I saw an article on the BBC website re. a survey conducted earlier this year by the US National Institute of Environmental Health Sciences (with a quote from the HFEA) saying that patients (even in their late thirties) should not rush into IVF because fewer than 1 in 10 (in their late thirties) would fail to get pregnant after 2 years if their hubby was under 40 and that couples should be more patient before moving to assisted conception if there are no major problems.

The dilemma is when to move ahead to IVF - I am just 38 and have been trying for about 15 months (with an early miscarriage in that period), normal FSH levels (5.2) etc, endio biopsy, patents tubes ( slight distention on one side thou' the consultant was unsure if this would have an impact because both tubes were patent) and normal sperm count. Do you think 2 years is too long to wait or is this realistic if there are no obvious problems?
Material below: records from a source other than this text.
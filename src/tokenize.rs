//! Field tokenization with CSV-style quoting and lenient legacy numerics
//!
//! WMAP record lines use CSV quoting semantics: a `"`-quoted field hides the
//! delimiter, two consecutive quotes inside a quoted field collapse to one
//! literal quote, and a field whose closing quote has not been seen yet
//! spans onto the following physical lines.

use std::io::{self, BufRead};

use crate::line::LineReader;

/// Splits one logical line into fields.
///
/// An empty input yields zero fields; `a,b,` yields three (`a`, `b`, ``).
pub fn split_fields(line: &str, delimiter: char) -> Vec<String> {
    let mut fields = Vec::new();
    let mut chars = line.chars().peekable();

    while chars.peek().is_some() {
        let mut token = String::new();
        let mut in_string = false;
        let mut ended_with_delimiter = false;

        while let Some(c) = chars.next() {
            if !in_string && c == delimiter {
                ended_with_delimiter = true;
                break;
            }
            if c == '"' {
                if !in_string || chars.peek() != Some(&'"') {
                    in_string = !in_string;
                    continue;
                }
                // doubled quotes in a string resolve to one quote
                chars.next();
            }
            token.push(c);
        }

        fields.push(token);

        // A trailing delimiter means a final empty field that the outer
        // loop would otherwise never see.
        if ended_with_delimiter && chars.peek().is_none() {
            fields.push(String::new());
        }
    }

    fields
}

/// Reads one logical line from `reader` and returns it split into fields.
///
/// Returns `Ok(None)` at end of stream, distinguishable from a zero-field
/// (empty) line, which is `Ok(Some(vec![]))`.
///
/// With a tab delimiter and `honour_strings` false the line is split on
/// tabs with no quote semantics at all, a fast path kept for malformed
/// legacy inputs with unbalanced quotes.
///
/// Otherwise, while the number of unescaped quotes seen so far is odd, the
/// field is still open: further physical lines are pulled and joined with a
/// newline before the split.
pub fn read_parse_line<R: BufRead>(
    reader: &mut LineReader<R>,
    delimiter: char,
    honour_strings: bool,
) -> io::Result<Option<Vec<String>>> {
    let Some(line) = reader.read_line()? else {
        return Ok(None);
    };

    if delimiter == '\t' && !honour_strings {
        return Ok(Some(line.split('\t').map(str::to_owned).collect()));
    }

    // No quote anywhere: simple case.
    if memchr::memchr(b'"', line.as_bytes()).is_none() {
        return Ok(Some(split_fields(&line, delimiter)));
    }

    let mut work = line;
    while unescaped_quote_count(&work) % 2 != 0 {
        let Some(next) = reader.read_line()? else {
            break;
        };
        work.push('\n'); // lost by the line reader, part of the field
        work.push_str(&next);
    }

    Ok(Some(split_fields(&work, delimiter)))
}

fn unescaped_quote_count(s: &str) -> usize {
    let bytes = s.as_bytes();
    let mut count = 0;
    for i in 0..bytes.len() {
        if bytes[i] == b'"' && (i == 0 || bytes[i - 1] != b'\\') {
            count += 1;
        }
    }
    count
}

/// `atoi`-style integer parse: leading whitespace skipped, optional sign,
/// then the longest digit run; anything else yields 0.
#[inline]
pub fn parse_int_lenient(s: &str) -> i64 {
    let bytes = s.trim_start().as_bytes();
    let mut i = 0;
    let mut negative = false;
    if let Some(&b) = bytes.first() {
        if b == b'+' || b == b'-' {
            negative = b == b'-';
            i = 1;
        }
    }
    let mut value: i64 = 0;
    while i < bytes.len() && bytes[i].is_ascii_digit() {
        value = value
            .saturating_mul(10)
            .saturating_add(i64::from(bytes[i] - b'0'));
        i += 1;
    }
    if negative {
        -value
    } else {
        value
    }
}

/// `atof`-style float parse: the longest valid prefix, 0.0 on failure.
#[inline]
pub fn parse_float_lenient(s: &str) -> f64 {
    fast_float::parse_partial::<f64, _>(s.trim_start())
        .map(|(value, _)| value)
        .unwrap_or(0.0)
}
My consultant says that we can have either superovulation with IUI or IVF but I am not sure which is most effective for my age range please?

Also, my husband is 50 and the consultant said his sperm test was excellent, but is there somthing else that he has not been tested for that effects men over 40 (as mentioned in this survey), if so what tests should we be having please that would pick up on age related problems for men?


Many thanks

Anne


----------



## peter (Oct 2, 2002)

Dear Anne,

I tend to agree that there is rather a rush nowadays to get into more and more invasive technology to get a 'quick fix'. It is important to let nature take its' course within reason but of course it is equally important not to wait too long in terms of potential complications later in life such as Downs' syndrome and menopause. It is good general advice that all couples should have been trying for at least two years before any intervention but each case must be taken on its' merits.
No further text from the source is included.